DATA SECTION -
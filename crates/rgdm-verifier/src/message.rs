//! # Verification Message
//!
//! Derives the two hashes the issuer computed when it anchored a signature:
//!
//! - `payloadHash` = keccak256(JSON literal of JCS(attribute map))
//! - `messageHash` = keccak256(`jsonMessage`), where `jsonMessage` is the JSON
//!   literal of JCS(`{publicKey, encPayloadHash, payloadHash}`)
//!
//! `jsonMessage` is also the exact text the issuer signed.

use rgdm_core::{keccak256, CanonicalJson, CanonicalizationError, Keccak256Digest};
use serde::Serialize;
use serde_json::{Map, Value};

/// Hash of the canonicalized, double-encoded attribute mapping.
pub fn payload_hash(attributes: &Map<String, Value>) -> Result<String, CanonicalizationError> {
    let literal = CanonicalJson::new(attributes)?.to_json_literal()?;
    Ok(keccak256(literal.as_bytes()).to_hex())
}

/// The three-field record the issuer signed. Never persisted.
#[derive(Debug, Clone, PartialEq, Eq, Serialize)]
#[serde(rename_all = "camelCase")]
pub struct VerificationMessage {
    /// Subject identity (`credentialSubject.id`), verbatim.
    pub public_key: String,
    /// `payloadKeccak256CipherText` as supplied by the claimant.
    pub enc_payload_hash: String,
    /// Output of [`payload_hash`].
    pub payload_hash: String,
}

/// `jsonMessage` and its hash.
#[derive(Debug, Clone, PartialEq, Eq)]
pub struct EncodedMessage {
    /// Canonicalized-then-stringified message; the signed text.
    pub json_message: String,
    /// keccak256 of `json_message`; the registry key.
    pub message_hash: Keccak256Digest,
}

impl VerificationMessage {
    /// Assemble the message from its three fields.
    pub fn new(
        public_key: impl Into<String>,
        enc_payload_hash: impl Into<String>,
        payload_hash: impl Into<String>,
    ) -> Self {
        Self {
            public_key: public_key.into(),
            enc_payload_hash: enc_payload_hash.into(),
            payload_hash: payload_hash.into(),
        }
    }

    /// Canonicalize, stringify, and hash.
    pub fn encode(&self) -> Result<EncodedMessage, CanonicalizationError> {
        let json_message = CanonicalJson::new(self)?.to_json_literal()?;
        let message_hash = keccak256(json_message.as_bytes());
        Ok(EncodedMessage {
            json_message,
            message_hash,
        })
    }
}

TASK DETAILS -
Repeat all the entries word for word.

RESPONSE TO THE TASK -
filename crates/rgdm-verifier/src/message.rs
//! # Verification Message
//!
//! Derives the two hashes the issuer computed when it anchored a signature:
//!
//! - `payloadHash` = keccak256(JSON literal of JCS(attribute map))
//! - `messageHash` = keccak256(`jsonMessage`), where `jsonMessage` is the JSON
//!   literal of JCS(`{publicKey, encPayloadHash, payloadHash}`)
//!
//! `jsonMessage` is also the exact text the issuer signed.

use rgdm_core::{keccak256, CanonicalJson, CanonicalizationError, Keccak256Digest};
use serde::Serialize;
use serde_json::{Map, Value};

/// Hash of the canonicalized, double-encoded attribute mapping.
pub fn payload_hash(attributes: &Map<String, Value>) -> Result<String, CanonicalizationError> {
    let literal = CanonicalJson::new(attributes)?.to_json_literal()?;
    Ok(keccak256(literal.as_bytes()).to_hex())
}

/// The three-field record the issuer signed. Never persisted.
#[derive(Debug, Clone, PartialEq, Eq, Serialize)]
#[serde(rename_all = "camelCase")]
pub struct VerificationMessage {
    /// Subject identity (`credentialSubject.id`), verbatim.
    pub public_key: String,
    /// `payloadKeccak256CipherText` as supplied by the claimant.
    pub enc_payload_hash: String,
    /// Output of [`payload_hash`].
    pub payload_hash: String,
}

/// `jsonMessage` and its hash.
#[derive(Debug, Clone, PartialEq, Eq)]
pub struct EncodedMessage {
    /// Canonicalized-then-stringified message; the signed text.
    pub json_message: String,
    /// keccak256 of `json_message`; the registry key.
    pub message_hash: Keccak256Digest,
}

impl VerificationMessage {
    /// Assemble the message from its three fields.
    pub fn new(
        public_key: impl Into<String>,
        enc_payload_hash: impl Into<String>,
        payload_hash: impl Into<String>,
    ) -> Self {
        Self {
            public_key: public_key.into(),
            enc_payload_hash: enc_payload_hash.into(),
            payload_hash: payload_hash.into(),
        }
    }

    /// Canonicalize, stringify, and hash.
    pub fn encode(&self) -> Result<EncodedMessage, CanonicalizationError> {
        let json_message = CanonicalJson::new(self)?.to_json_literal()?;
        let message_hash = keccak256(json_message.as_bytes());
        Ok(EncodedMessage {
            json_message,
            message_hash,
        })
    }
}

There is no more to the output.